# Maximum entropy priors

# How do we assign priors?

If we don’t have any prior knowledge, then the obvious solution is to use the **principle of indifference**. This principle says that if we have no reason for suspecting one outcome over any other, than all outcomes must be considered equally likely. Jakob Bernoulli called this the “principle of insufficient reason”, a play on the “principle of sufficient reason”, which asserts that everything must have a reason or cause. This may be the case, but if we are ignorant of reasons, we cannot say that one outcome will be more likely than any other.

This tells us how to assign a prior if we have zero knowledge of a distribution like \(P(x)\). But what about if we know some information about \(P(x)\) such as the average or variance of the distribution?

The principle of **maximum entropy** tells us how to extend the principle of indifference to such cases.

By entropy, we mean the Shannon entropy of the distribution: \(H(x) = \sum_i - p_i \log(p_i)\)

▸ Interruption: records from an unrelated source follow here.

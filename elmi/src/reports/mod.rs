//! Report data structures for commands.
//!
//! Commands build reports, then render them to an Output target.

mod check;
mod generate;
mod output;

pub use check::{CheckReport, ModuleSummary};
pub use generate::{GenerateReport, GenerationResult, PreviewFile, PreviewResult, WrittenResult};
pub use output::{Report, TerminalOutput};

The Shannon entropy gives the average information that we expect to obtain from sampling the distribution. Information is quantified using the Shannon measure, which says that the information contained in an observation is given by: \(H = -\log(p) = \log(\frac{1}{p})\)

Remember that we are thinking of probability distributions as being due to human ignorance. The Shannon measure quantifies this. Outcomes that are very unexpected give us more information, while expected outcomes give us little information.

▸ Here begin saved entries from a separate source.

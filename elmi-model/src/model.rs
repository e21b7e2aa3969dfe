//! Validated translation model.

use std::{borrow::Borrow, fmt};

use indexmap::IndexMap;

use crate::GenerationMode;

/// Name of the top-level module every module path starts with.
pub const ROOT_MODULE: &str = "Translations";

/// Appended to custom accessor names when both kinds are generated.
pub const CUSTOM_SUFFIX: &str = "Custom";

/// Dot-joined path of sanitized, capitalized module segments.
#[derive(Debug, Clone, PartialEq, Eq, Hash, PartialOrd, Ord)]
pub struct ModulePath(String);

impl ModulePath {
    /// The root module (`Translations`).
    pub fn root() -> Self {
        Self(ROOT_MODULE.to_string())
    }

    /// Path of a nested module one level below this one.
    pub fn child(&self, segment: &str) -> Self {
        Self(format!("{}.{}", self.0, segment))
    }

    pub fn as_str(&self) -> &str {
        &self.0
    }

    pub fn segments(&self) -> impl Iterator<Item = &str> {
        self.0.split('.')
    }
}

impl fmt::Display for ModulePath {
    fn fmt(&self, f: &mut fmt::Formatter<'_>) -> fmt::Result {
        f.write_str(&self.0)
    }
}

impl Borrow<str> for ModulePath {
    fn borrow(&self) -> &str {
        &self.0
    }
}

/// Output variant of an entry.
#[derive(Debug, Clone, Copy, PartialEq, Eq, Hash)]
pub enum EntryKind {
    /// Simple interpolated lookup.
    Plain,
    /// Lookup with a caller-supplied lifting function for non-placeholder text.
    Custom,
}

/// A placeholder parameter extracted from a translation value.
#[derive(Debug, Clone, PartialEq, Eq)]
pub struct Parameter {
    /// Sanitized camelCase identifier.
    pub name: String,
    /// Text between the placeholder markers, verbatim.
    pub raw_name: String,
}

impl Parameter {
    pub fn new(name: impl Into<String>, raw_name: impl Into<String>) -> Self {
        Self {
            name: name.into(),
            raw_name: raw_name.into(),
        }
    }
}

/// One generated accessor for one translation and one kind.
#[derive(Debug, Clone, PartialEq, Eq)]
pub struct Entry {
    /// Sanitized identifier, unique within its module.
    pub name: String,
    /// Dot-joined raw keys from the root, used as the runtime lookup key.
    pub raw_path: String,
    pub kind: EntryKind,
    /// Placeholder parameters in first-occurrence order.
    pub parameters: Vec<Parameter>,
}

/// The full mapping from module path to its ordered entries.
///
/// Every module holds at least one entry, and entry names are pairwise
/// distinct within a module.
#[derive(Debug, Clone, PartialEq, Eq)]
pub struct Model {
    mode: GenerationMode,
    modules: IndexMap<ModulePath, Vec<Entry>>,
}

impl Model {
    pub(crate) fn new(mode: GenerationMode, modules: IndexMap<ModulePath, Vec<Entry>>) -> Self {
        Self { mode, modules }
    }

    /// Mode the model was built with.
    pub fn mode(&self) -> GenerationMode {
        self.mode
    }

    /// Modules in the order they received their first entry.
    pub fn modules(&self) -> impl Iterator<Item = (&ModulePath, &[Entry])> {
        self.modules
            .iter()
            .map(|(path, entries)| (path, entries.as_slice()))
    }

    /// Entries of a single module, looked up by its dotted path.
    pub fn module(&self, path: &str) -> Option<&[Entry]> {
        self.modules.get(path).map(Vec::as_slice)
    }

    /// Number of modules.
    pub fn len(&self) -> usize {
        self.modules.len()
    }

    pub fn is_empty(&self) -> bool {
        self.modules.is_empty()
    }

    /// Number of entries across all modules.
    pub fn entry_count(&self) -> usize {
        self.modules.values().map(Vec::len).sum()
    }
}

# Example of how Shannon’s formula measures information - Wenglish

The most teachable example of Shannon’s measure in action I have read so far is to consider a fictitious language called Wenglish. Wenglish is like English, in that the probability of each letter is equal to the probabilities of letters in English. The probability of *a* for instance is 0.0625, while the probability of *z* is only ~.001. Consider we have created a list of 2^15=32,768 Wenglish words, and we have someone choose one at random without looking it. If we learn that the first letter is *z*, this conveys a lot of information, since it narrows down the possibilities - on average only 32 words in the list start with z. If we learn the first letter is *a, _this conveys less information, since a lot of words start with _a*. If you want to read more about this, and several other examples, see McKay’s book, Chapter 4 (free pdf). Shannon’s formula captures this by using \(1/p\). The use of the \logarithm ensures that the measure is additive when probability distributions are combined.

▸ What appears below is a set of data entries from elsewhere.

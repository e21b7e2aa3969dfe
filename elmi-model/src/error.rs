use std::path::PathBuf;

use miette::{Diagnostic, NamedSource, SourceSpan};
use thiserror::Error;

/// Result type for translation file operations (boxed to reduce size on stack)
pub type Result<T> = std::result::Result<T, Box<Error>>;

/// A structural problem in the translation tree.
///
/// Raised by the model builder at the first invalid construct met in
/// traversal order. Every variant carries the raw text as written in the
/// document so callers can report or locate it.
#[derive(Debug, Clone, PartialEq, Eq, Error)]
pub enum StructureError {
    #[error("a module with no ID was found.")]
    BlankModule { raw_key: String, parent: String },

    #[error("'{raw_key}' is not a valid module name.")]
    InvalidModule { raw_key: String, parent: String },

    #[error("a function with no ID was found.")]
    BlankFunction { raw_key: String, module: String },

    #[error("'{raw_key}' is not a valid function name.")]
    InvalidFunction { raw_key: String, module: String },

    #[error("'{raw_name}' is not a valid parameter name.")]
    InvalidParameter { raw_name: String, raw_path: String },

    #[error("duplicate module found: '{module}'.")]
    DuplicateModule { raw_key: String, module: String },

    #[error("duplicate function found: '{name}' (in module '{module}').")]
    DuplicateFunction {
        raw_key: String,
        name: String,
        module: String,
    },

    #[error("'{raw_path}' holds {found}, expected a string or an object.")]
    UnexpectedValue {
        raw_key: String,
        raw_path: String,
        found: &'static str,
    },

    #[error("the document root must be an object, found {found}.")]
    RootNotObject { found: &'static str },
}

impl StructureError {
    /// The offending text as it appears in the document.
    pub fn raw_text(&self) -> &str {
        match self {
            StructureError::BlankModule { raw_key, .. }
            | StructureError::InvalidModule { raw_key, .. }
            | StructureError::BlankFunction { raw_key, .. }
            | StructureError::InvalidFunction { raw_key, .. }
            | StructureError::DuplicateModule { raw_key, .. }
            | StructureError::DuplicateFunction { raw_key, .. }
            | StructureError::UnexpectedValue { raw_key, .. } => raw_key,
            StructureError::InvalidParameter { raw_name, .. } => raw_name,
            StructureError::RootNotObject { .. } => "",
        }
    }

    /// Locate the offending text in the JSON source.
    ///
    /// Keys are searched as quoted JSON strings, placeholders with their
    /// surrounding markers. The first match wins.
    pub fn find_span(&self, src: &str) -> Option<SourceSpan> {
        let needle = match self {
            StructureError::RootNotObject { .. } => return None,
            StructureError::InvalidParameter { raw_name, .. } => {
                format!("{{{{{}}}}}", escape_json(raw_name))
            }
            other => format!("\"{}\"", escape_json(other.raw_text())),
        };
        src.find(&needle)
            .map(|offset| SourceSpan::from((offset, needle.len())))
    }

    fn label(&self) -> &'static str {
        match self {
            StructureError::BlankModule { .. } | StructureError::BlankFunction { .. } => {
                "blank key"
            }
            StructureError::InvalidModule { .. }
            | StructureError::InvalidFunction { .. }
            | StructureError::InvalidParameter { .. } => "no letters or digits to build a name from",
            StructureError::DuplicateModule { .. } | StructureError::DuplicateFunction { .. } => {
                "collides with an earlier name"
            }
            StructureError::UnexpectedValue { .. } | StructureError::RootNotObject { .. } => {
                "unsupported value"
            }
        }
    }
}

/// Body of a JSON string literal for `raw`, without the quotes.
fn escape_json(raw: &str) -> String {
    let quoted = serde_json::to_string(raw).unwrap_or_else(|_| format!("\"{raw}\""));
    quoted[1..quoted.len() - 1].to_string()
}

/// Byte offset of a 1-based line/column position.
fn offset_of(src: &str, line: usize, column: usize) -> Option<usize> {
    if line == 0 {
        return None;
    }
    let line_start: usize = src.split_inclusive('\n').take(line - 1).map(str::len).sum();
    Some((line_start + column.saturating_sub(1)).min(src.len()))
}

#[derive(Debug, Error, Diagnostic)]
pub enum Error {
    #[error("failed to read '{path}'")]
    #[diagnostic(code(elmi::io), help("check the --source path or the `source` key in elmi.toml"))]
    Io {
        path: PathBuf,
        #[source]
        source: std::io::Error,
    },

    #[error("failed to parse translation file")]
    #[diagnostic(code(elmi::parse_error))]
    Parse {
        #[source_code]
        src: NamedSource<String>,
        #[label("parse error here")]
        span: Option<SourceSpan>,
        #[source]
        source: serde_json::Error,
    },

    #[error("The supplied JSON file has a problem in it: {error}")]
    #[diagnostic(code(elmi::structure_error))]
    Structure {
        #[source_code]
        src: NamedSource<String>,
        #[label("{hint}")]
        span: Option<SourceSpan>,
        hint: &'static str,
        error: StructureError,
    },

    #[error("failed to parse configuration")]
    #[diagnostic(code(elmi::config_error))]
    Config {
        #[source_code]
        src: NamedSource<String>,
        #[label("invalid configuration here")]
        span: Option<SourceSpan>,
        #[source]
        source: toml::de::Error,
    },
}

impl Error {
    /// Create a parse error from a serde_json error with source context
    pub fn parse(source: serde_json::Error, src: &str, filename: &str) -> Box<Self> {
        let span = offset_of(src, source.line(), source.column()).map(|o| SourceSpan::from((o, 0)));
        Box::new(Error::Parse {
            src: NamedSource::new(filename, src.to_string()),
            span,
            source,
        })
    }

    /// Create a structure error with source context
    pub fn structure(error: StructureError, src: &str, filename: &str) -> Box<Self> {
        Box::new(Error::Structure {
            src: NamedSource::new(filename, src.to_string()),
            span: error.find_span(src),
            hint: error.label(),
            error,
        })
    }

    /// Create a configuration error from a toml error with source context
    pub fn config(source: toml::de::Error, src: &str, filename: &str) -> Box<Self> {
        let span = source.span().map(SourceSpan::from);
        Box::new(Error::Config {
            src: NamedSource::new(filename, src.to_string()),
            span,
            source,
        })
    }

    /// The structural error, if this is one.
    pub fn as_structure(&self) -> Option<&StructureError> {
        match self {
            Error::Structure { error, .. } => Some(error),
            _ => None,
        }
    }
}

The entropy of a distribution is the average Shannon information of the distribution. Distributions that are more spread out have the highest entropy, while distributions that have sharp peaks have lower entropy.

# Maximum entropy applied

Now, lets consider how we apply the MaxEnt principle. For simplicity, we consider a probability distribution over a discrete space indexed by \(i\). Suppose we know the averages of 2 different functions \(<f_1(i)> = F_1\) and \(<f_2(i)>= F_2\). Now we wish to maximize the entropy of the distribution subject to these constraints. We also have the constraint: \(\sum_{i=1}^np_i=1\)

We use Langrange multipliers to find the maxima. Strictly speaking, what follows is not a proof, because we do not prove that the extremum we find is a maximum, and we are not proving the validity of setting the derivative to zero. (this type method would fail to find the maximum of \(f(x) = -\mbox{abs}(x)\), for example). For the more mathematically inclined, full proofs can be found here.

We construct the following function: \(F(p_1,cdots,p_n, \lambda_0, \lambda_1, \lambda_2) = -_{i=1}^n p_i \log(p_i) + \lambda_0(\sum\limits_{i=1}^n p_i - 1) + \lambda_1(\sum\limits_{i=1}^n p_i f_1(i) - F_1) + \lambda_2(\sum\limits_{i=1}^n p_i f_2(i) - F_2)\)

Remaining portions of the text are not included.